Fetch-a-Phrase

Language, linguistics and travel. A blog that tries to bring them all together.

Tuesday, April 25, 2006

Mouly Loth - My Khmer Language Assistant

It has been very difficult trying to get the project of revamping the Khmer Phrasemaker under way. Jasmine has been much too busy to help and I was accomplishing so little that I started making plans to return to Phnom Penh in the hope of being able to hire someone there. Then Eric, Mark's business partner in the hotel enterprise, showed up with an older Khmer gentleman he'd just hired to act as his interpreter. I had a chat with Eric about the possibly of my using Mouly as my own interpreter as he has all the necessary qualifications: he speaks passable English, knows the Phnom Penh dialect and has the time. We started work a couple of days ago and the results have thus far been very satisfactory. Most important of all is that I now possess the missing template sentences I'd been unable to figure out before. This nearly doubles the amount of phrases I can now concoct. I'm also getting a much better handle on the elusive system of pronunciation. Some of the sounds are so bizarre that I'm as yet unsure exactly how I'll be able to describe them so someone else can pick them up easily. Take the Khmer word for "go"( "dteuv"), for example. It starts with a very soft "t" that is halfway between a "t" and a "d" and is followed by a vowel sound that I can only describe as being somewhat like an Australian the version "ow" that finishes off with rounded lips.

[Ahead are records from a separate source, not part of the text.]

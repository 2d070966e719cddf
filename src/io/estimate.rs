//! Read/write caliper estimate JSON files.
//!
//! An estimate file records the fit and the resulting caliper so a later
//! `roll length --estimate` run can reuse it. The schema is `domain::EstimateFile`.

use std::fs::File;
use std::path::Path;

use chrono::Utc;

use crate::domain::{CaliperEstimate, EstimateFile};
use crate::error::AppError;

pub const TOOL_NAME: &str = "roll";

/// Build the serializable record for an estimate.
pub fn estimate_file(estimate: &CaliperEstimate, source: &str) -> EstimateFile {
    EstimateFile {
        tool: TOOL_NAME.to_string(),
        generated_at: Utc::now(),
        source: source.to_string(),
        n_points: estimate.fit.n,
        fit: estimate.fit,
        caliper_mm: estimate.caliper_mm,
    }
}

/// Write an estimate JSON file.
pub fn write_estimate_json(path: &Path, record: &EstimateFile) -> Result<(), AppError> {
    let file = File::create(path).map_err(|e| {
        AppError::new(2, format!("Failed to create estimate JSON '{}': {e}", path.display()))
    })?;
    serde_json::to_writer_pretty(file, record)
        .map_err(|e| AppError::new(2, format!("Failed to write estimate JSON: {e}")))?;
    Ok(())
}

/// Read an estimate JSON file.
pub fn read_estimate_json(path: &Path) -> Result<EstimateFile, AppError> {
    let file = File::open(path).map_err(|e| {
        AppError::new(2, format!("Failed to open estimate JSON '{}': {e}", path.display()))
    })?;
    let record: EstimateFile = serde_json::from_reader(file)
        .map_err(|e| AppError::new(2, format!("Invalid estimate JSON: {e}")))?;
    Ok(record)
}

Mouly is quite an interesting fellow. He possesses an extraordinary knowledge of history and Khmer folklore and is perfectly happy to bend the ear of anyone in that direction. A little while ago I sat down with him to learn his personal history.

He was born in Phnom Penh in July, 1946, the first of six children. He describes his family as being upper-working class as his father worked at the palace at that time as a manager of construction projects. When the King died and was replaced by his son, Prince Sihanouk, Mouly's father had to leave his job as, in Mouly's own words, "there would be trouble stirred up by jealousies if he stayed". Using his knowledge, his father started a construction company building houses in the French style of the time.

From high school Mouly went to Phnom Penh University where he studied both English and German literature. His brothers and sisters managed to attain scholarships to study abroad and all went off to France. After graduation he went to work with his father. It was a couple of years later that the Khmer Rouge came to power. He was in Phnom Penh on April 17th, 1974 when they took over the city. At the time he was elated. The government of Lon Nol had been exceedingly corrupt and inept; the victorious Khmer Rouge offered a suggestion of a better times. Almost immediately the entire population was forced to leave the city on foot. Mouly became separated from his father and has never seen him again. For four days he and thousands of other Khmers were marched to Kompong Cham Province. War was still going in that part of the country, corpses of people and animals littered the roadside, the smell was atrocious. From the very beginning Mouly realized his life was in jeopardy; if the Khmer Rouge ever found out that he had a university education or came from a wealthy family he would have been shot. In a bold attempt to evade such a fate he pretended to be deaf and dumb. For four long years he pulled off the charade. It was a grueling time of overwork, very little to eat and continuous fear.

Liberation finally came in 1979 when the Vietnamese Army invaded Cambodia. Unable to return to Phnom Pehn, as hostilities were continuing there, he ended up finding work in a village. There he met his first wife. They had a child and for nine years Mouly scratched a living from the land. Then he heard of good job opportunities in the far west of the country. Leaving his wife and child behind, he went to Battambang where he got work as a porter carrying supplies across the Thai border. He returned to the village two years later. In the interim the Vietnamese had been battling the Khmer Rouge in the area around the village. His wife, child and inlaws had fled. He looked for them everywhere he could think of and asked everyone he met if they had seen or had news of them. He failed. He has never seen them again and doesn't know if they are alive or dead.

An American church mission took him in. He worked for them as a translator and a school teacher for which he received room and board but no salary. There he met his second wife. They were married in the church but shortly afterwards, in 1996, the mission was dissolved and left Cambodia. Before leaving they gave Mouly and his wife the remaining medicines they possessed. He sold them to a pharmacy in his wife's home province of Kompong Chanang then together they went into the handicrafts business. His wife made them; scarves, purses and children's hats, then Mouly would go to capital and, using his English skills, sell them to foreigners for a small profit. For several years they followed this pattern before finally making the decision to move to the capital to continue the business there. By this time a daughter had been born the them. In Phnom Penh they had another. Eric met Mouly while having his car washed and was impressed by his English skills. He'd been looking for an interpreter and hired him on the spot. Now he has also found temporary work with me. After nearly forty years his life is back on track.